[Task material]

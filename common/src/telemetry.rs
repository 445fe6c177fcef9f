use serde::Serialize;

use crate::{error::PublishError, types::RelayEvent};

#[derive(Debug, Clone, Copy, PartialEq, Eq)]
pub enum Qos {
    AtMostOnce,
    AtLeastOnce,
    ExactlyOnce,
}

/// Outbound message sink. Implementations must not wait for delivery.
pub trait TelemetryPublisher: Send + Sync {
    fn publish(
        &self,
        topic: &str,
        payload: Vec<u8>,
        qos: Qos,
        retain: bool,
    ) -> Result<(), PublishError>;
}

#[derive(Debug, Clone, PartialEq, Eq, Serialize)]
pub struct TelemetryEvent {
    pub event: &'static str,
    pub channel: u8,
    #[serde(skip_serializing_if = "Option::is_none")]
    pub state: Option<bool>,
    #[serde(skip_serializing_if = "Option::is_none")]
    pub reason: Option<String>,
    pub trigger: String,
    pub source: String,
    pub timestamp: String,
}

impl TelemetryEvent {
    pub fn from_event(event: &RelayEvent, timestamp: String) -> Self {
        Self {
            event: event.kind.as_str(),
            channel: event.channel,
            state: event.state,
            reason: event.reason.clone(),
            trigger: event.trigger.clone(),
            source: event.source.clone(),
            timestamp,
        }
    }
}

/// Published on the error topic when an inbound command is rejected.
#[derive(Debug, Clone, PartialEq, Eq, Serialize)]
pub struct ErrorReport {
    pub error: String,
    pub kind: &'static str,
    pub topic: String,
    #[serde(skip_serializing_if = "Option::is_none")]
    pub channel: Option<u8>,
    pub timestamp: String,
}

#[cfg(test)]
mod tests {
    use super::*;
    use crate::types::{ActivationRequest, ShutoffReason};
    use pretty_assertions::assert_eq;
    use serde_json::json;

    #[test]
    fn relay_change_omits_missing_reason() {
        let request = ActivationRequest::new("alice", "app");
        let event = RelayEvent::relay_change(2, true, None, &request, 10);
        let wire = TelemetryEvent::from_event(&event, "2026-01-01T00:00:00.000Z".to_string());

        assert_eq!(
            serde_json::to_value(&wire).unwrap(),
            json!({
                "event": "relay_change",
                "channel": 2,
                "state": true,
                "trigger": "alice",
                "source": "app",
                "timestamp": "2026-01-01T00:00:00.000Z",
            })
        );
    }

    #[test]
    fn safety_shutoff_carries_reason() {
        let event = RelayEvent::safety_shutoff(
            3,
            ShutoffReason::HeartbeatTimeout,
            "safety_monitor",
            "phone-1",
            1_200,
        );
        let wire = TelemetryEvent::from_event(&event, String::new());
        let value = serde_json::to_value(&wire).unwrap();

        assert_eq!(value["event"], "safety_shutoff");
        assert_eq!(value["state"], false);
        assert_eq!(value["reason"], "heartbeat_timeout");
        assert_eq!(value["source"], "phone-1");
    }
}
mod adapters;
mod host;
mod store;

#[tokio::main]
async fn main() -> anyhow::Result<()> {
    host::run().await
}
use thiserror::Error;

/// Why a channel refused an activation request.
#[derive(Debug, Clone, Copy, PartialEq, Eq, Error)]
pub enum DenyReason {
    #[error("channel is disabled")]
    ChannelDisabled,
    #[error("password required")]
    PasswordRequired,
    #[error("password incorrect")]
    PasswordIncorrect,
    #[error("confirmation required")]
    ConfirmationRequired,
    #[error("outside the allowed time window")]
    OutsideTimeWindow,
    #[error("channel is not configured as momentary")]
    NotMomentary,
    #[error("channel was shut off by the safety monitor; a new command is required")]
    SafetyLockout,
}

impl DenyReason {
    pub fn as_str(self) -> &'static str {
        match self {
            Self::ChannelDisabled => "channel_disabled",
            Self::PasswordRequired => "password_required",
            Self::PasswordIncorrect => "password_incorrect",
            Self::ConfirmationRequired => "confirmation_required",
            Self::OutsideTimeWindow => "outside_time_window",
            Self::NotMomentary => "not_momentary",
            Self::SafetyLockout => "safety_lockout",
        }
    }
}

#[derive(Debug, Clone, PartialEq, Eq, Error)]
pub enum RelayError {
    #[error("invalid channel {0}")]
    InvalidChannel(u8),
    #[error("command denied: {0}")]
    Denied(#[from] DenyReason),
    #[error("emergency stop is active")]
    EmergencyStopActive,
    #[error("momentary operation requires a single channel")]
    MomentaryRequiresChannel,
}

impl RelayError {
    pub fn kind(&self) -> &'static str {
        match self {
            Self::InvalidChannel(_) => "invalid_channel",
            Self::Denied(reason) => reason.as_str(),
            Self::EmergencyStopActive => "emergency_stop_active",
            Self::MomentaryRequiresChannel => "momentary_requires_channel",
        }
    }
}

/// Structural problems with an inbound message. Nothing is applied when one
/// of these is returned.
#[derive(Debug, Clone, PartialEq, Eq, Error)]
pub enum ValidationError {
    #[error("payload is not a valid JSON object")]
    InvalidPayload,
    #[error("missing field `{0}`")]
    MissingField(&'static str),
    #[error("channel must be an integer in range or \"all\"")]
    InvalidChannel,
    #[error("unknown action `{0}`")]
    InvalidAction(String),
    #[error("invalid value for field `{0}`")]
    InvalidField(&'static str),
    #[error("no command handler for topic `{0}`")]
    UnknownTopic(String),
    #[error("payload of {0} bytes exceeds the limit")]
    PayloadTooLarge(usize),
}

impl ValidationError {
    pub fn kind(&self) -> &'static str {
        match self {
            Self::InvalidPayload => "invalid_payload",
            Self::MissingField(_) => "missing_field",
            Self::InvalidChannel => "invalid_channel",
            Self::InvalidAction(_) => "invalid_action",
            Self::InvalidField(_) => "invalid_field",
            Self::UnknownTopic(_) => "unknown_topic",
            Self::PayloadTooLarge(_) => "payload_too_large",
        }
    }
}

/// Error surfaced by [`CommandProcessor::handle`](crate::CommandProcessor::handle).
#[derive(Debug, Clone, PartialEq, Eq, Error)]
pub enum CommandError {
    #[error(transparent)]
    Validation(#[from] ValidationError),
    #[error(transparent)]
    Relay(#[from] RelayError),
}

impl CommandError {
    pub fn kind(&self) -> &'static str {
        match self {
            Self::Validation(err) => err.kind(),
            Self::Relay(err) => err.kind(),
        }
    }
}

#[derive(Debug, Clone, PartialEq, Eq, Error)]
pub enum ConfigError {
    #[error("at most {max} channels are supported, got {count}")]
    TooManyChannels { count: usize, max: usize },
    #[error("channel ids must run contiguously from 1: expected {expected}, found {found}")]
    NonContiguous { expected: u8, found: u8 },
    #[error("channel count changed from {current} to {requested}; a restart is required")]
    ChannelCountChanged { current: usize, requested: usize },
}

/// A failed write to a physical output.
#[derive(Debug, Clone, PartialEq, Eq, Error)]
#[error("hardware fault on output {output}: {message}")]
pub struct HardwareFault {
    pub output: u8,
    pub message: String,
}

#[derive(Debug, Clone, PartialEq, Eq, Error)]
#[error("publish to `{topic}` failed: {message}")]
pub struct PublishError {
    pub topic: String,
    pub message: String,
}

[/Task material]
[Task material]

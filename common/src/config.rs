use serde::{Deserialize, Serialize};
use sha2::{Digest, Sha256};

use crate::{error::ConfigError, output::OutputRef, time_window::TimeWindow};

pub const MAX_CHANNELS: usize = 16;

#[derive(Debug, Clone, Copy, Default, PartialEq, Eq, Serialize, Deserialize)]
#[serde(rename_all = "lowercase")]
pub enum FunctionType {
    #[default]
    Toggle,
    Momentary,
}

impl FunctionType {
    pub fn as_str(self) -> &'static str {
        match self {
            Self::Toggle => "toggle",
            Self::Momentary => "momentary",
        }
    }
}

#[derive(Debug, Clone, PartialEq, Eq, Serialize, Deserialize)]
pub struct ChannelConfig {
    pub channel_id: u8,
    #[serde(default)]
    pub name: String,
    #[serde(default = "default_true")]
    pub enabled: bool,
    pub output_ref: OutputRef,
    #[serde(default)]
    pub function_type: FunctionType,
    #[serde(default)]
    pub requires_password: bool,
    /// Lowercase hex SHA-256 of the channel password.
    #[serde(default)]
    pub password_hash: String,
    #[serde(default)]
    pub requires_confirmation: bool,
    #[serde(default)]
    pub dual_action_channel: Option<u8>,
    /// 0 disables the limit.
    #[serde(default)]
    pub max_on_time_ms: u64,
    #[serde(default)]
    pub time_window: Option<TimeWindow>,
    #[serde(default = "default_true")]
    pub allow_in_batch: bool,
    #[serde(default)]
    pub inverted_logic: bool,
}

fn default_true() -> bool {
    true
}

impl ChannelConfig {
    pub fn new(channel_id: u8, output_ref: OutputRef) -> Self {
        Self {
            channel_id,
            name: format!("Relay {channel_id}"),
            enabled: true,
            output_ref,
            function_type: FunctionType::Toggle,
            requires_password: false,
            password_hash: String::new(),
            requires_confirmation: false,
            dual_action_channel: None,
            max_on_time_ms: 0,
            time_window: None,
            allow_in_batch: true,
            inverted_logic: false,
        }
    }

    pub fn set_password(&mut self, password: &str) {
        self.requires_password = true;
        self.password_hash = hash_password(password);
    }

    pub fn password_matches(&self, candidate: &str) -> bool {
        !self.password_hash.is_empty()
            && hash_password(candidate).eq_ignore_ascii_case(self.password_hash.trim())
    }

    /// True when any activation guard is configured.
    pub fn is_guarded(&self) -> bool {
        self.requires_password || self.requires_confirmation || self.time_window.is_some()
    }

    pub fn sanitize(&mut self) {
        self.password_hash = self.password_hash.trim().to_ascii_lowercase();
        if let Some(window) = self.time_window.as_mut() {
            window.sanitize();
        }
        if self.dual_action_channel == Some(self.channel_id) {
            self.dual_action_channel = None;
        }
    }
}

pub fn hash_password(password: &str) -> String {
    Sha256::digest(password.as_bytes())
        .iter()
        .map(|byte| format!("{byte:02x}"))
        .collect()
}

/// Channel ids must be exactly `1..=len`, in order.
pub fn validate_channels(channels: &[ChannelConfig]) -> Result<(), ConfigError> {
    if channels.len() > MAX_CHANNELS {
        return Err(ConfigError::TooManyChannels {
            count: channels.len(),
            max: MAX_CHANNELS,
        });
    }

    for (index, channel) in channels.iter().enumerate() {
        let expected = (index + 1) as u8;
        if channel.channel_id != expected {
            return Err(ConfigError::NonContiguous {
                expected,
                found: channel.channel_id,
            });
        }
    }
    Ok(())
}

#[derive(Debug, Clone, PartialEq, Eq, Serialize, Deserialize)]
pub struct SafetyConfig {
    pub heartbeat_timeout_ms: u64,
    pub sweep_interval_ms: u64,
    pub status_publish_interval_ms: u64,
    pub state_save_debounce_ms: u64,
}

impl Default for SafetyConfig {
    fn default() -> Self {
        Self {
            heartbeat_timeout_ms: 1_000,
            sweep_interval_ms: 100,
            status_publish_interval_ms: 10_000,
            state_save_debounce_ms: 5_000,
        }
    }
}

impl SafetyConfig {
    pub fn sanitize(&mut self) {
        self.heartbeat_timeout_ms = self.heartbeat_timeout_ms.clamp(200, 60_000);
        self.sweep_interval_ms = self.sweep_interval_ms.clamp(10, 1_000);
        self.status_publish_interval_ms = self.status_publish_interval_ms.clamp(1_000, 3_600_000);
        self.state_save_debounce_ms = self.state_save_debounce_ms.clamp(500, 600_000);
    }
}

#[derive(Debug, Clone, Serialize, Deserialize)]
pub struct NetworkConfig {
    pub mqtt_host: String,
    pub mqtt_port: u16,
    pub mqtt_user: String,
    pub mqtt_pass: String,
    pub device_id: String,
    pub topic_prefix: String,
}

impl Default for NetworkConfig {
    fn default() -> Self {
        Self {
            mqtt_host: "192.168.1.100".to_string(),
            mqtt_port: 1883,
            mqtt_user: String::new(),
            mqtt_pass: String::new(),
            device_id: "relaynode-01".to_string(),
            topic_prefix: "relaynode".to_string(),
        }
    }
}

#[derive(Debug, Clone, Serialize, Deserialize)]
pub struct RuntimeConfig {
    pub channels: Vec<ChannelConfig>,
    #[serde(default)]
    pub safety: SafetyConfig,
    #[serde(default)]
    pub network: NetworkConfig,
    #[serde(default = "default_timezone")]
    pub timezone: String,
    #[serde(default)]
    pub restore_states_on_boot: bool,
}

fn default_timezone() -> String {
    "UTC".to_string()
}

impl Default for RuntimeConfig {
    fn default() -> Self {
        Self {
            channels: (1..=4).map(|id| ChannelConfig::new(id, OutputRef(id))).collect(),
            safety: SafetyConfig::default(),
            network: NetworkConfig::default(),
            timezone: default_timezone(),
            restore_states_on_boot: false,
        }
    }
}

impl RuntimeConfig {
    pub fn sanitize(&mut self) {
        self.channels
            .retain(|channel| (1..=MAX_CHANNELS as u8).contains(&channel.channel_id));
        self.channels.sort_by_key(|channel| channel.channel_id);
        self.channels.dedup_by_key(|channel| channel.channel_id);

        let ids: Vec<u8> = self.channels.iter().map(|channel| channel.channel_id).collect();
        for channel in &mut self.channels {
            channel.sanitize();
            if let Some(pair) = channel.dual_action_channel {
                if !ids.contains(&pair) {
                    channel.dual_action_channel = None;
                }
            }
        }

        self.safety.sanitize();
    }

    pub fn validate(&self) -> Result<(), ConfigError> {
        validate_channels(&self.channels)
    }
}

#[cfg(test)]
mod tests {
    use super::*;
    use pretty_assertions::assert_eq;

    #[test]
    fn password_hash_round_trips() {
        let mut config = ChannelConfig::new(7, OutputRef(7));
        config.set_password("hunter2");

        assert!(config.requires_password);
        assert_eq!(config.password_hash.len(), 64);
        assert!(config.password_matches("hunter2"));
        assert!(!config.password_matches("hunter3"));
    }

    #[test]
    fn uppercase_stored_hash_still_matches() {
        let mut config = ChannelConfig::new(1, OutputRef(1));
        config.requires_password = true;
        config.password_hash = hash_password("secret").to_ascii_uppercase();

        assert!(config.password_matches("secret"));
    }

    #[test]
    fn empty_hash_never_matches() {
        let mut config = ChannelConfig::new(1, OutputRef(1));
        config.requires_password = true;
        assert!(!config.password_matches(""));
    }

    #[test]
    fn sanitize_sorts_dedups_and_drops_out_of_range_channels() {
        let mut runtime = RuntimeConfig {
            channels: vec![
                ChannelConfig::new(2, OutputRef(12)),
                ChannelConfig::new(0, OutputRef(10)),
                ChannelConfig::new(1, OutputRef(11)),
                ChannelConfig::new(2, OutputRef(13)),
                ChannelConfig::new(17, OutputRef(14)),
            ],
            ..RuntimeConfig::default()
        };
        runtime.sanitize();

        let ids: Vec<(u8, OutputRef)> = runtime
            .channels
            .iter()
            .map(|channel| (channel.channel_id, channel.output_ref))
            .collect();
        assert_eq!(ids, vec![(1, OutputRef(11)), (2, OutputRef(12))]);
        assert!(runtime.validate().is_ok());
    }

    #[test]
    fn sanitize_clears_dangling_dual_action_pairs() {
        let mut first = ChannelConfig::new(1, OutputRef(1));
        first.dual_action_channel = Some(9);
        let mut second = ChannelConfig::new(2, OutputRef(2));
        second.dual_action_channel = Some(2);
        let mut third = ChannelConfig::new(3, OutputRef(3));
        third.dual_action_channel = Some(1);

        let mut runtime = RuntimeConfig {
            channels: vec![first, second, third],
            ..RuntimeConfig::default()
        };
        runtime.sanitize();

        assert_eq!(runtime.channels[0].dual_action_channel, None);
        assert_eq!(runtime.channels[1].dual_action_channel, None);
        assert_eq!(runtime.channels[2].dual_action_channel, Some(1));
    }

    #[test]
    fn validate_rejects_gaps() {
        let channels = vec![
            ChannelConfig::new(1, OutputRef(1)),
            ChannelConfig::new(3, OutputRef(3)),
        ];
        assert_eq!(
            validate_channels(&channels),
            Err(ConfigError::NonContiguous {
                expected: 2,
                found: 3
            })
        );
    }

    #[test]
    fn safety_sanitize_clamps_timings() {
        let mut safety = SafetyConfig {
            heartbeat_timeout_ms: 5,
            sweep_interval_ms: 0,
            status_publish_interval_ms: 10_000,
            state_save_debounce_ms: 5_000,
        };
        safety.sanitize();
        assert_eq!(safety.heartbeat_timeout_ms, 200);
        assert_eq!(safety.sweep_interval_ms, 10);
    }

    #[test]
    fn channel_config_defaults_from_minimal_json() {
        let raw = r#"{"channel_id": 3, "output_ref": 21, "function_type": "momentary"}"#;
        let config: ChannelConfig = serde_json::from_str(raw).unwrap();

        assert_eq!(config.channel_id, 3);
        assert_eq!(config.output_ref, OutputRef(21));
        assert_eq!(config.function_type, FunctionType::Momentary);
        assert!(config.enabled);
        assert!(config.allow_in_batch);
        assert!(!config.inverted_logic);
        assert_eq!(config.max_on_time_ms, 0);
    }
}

[/Task material]

== Aim of the exercise ==
Search the entries for the word "TooManyChannels", then list each line that holds it.

== Response area ==
    TooManyChannels { count: usize, max: usize },
        return Err(ConfigError::TooManyChannels {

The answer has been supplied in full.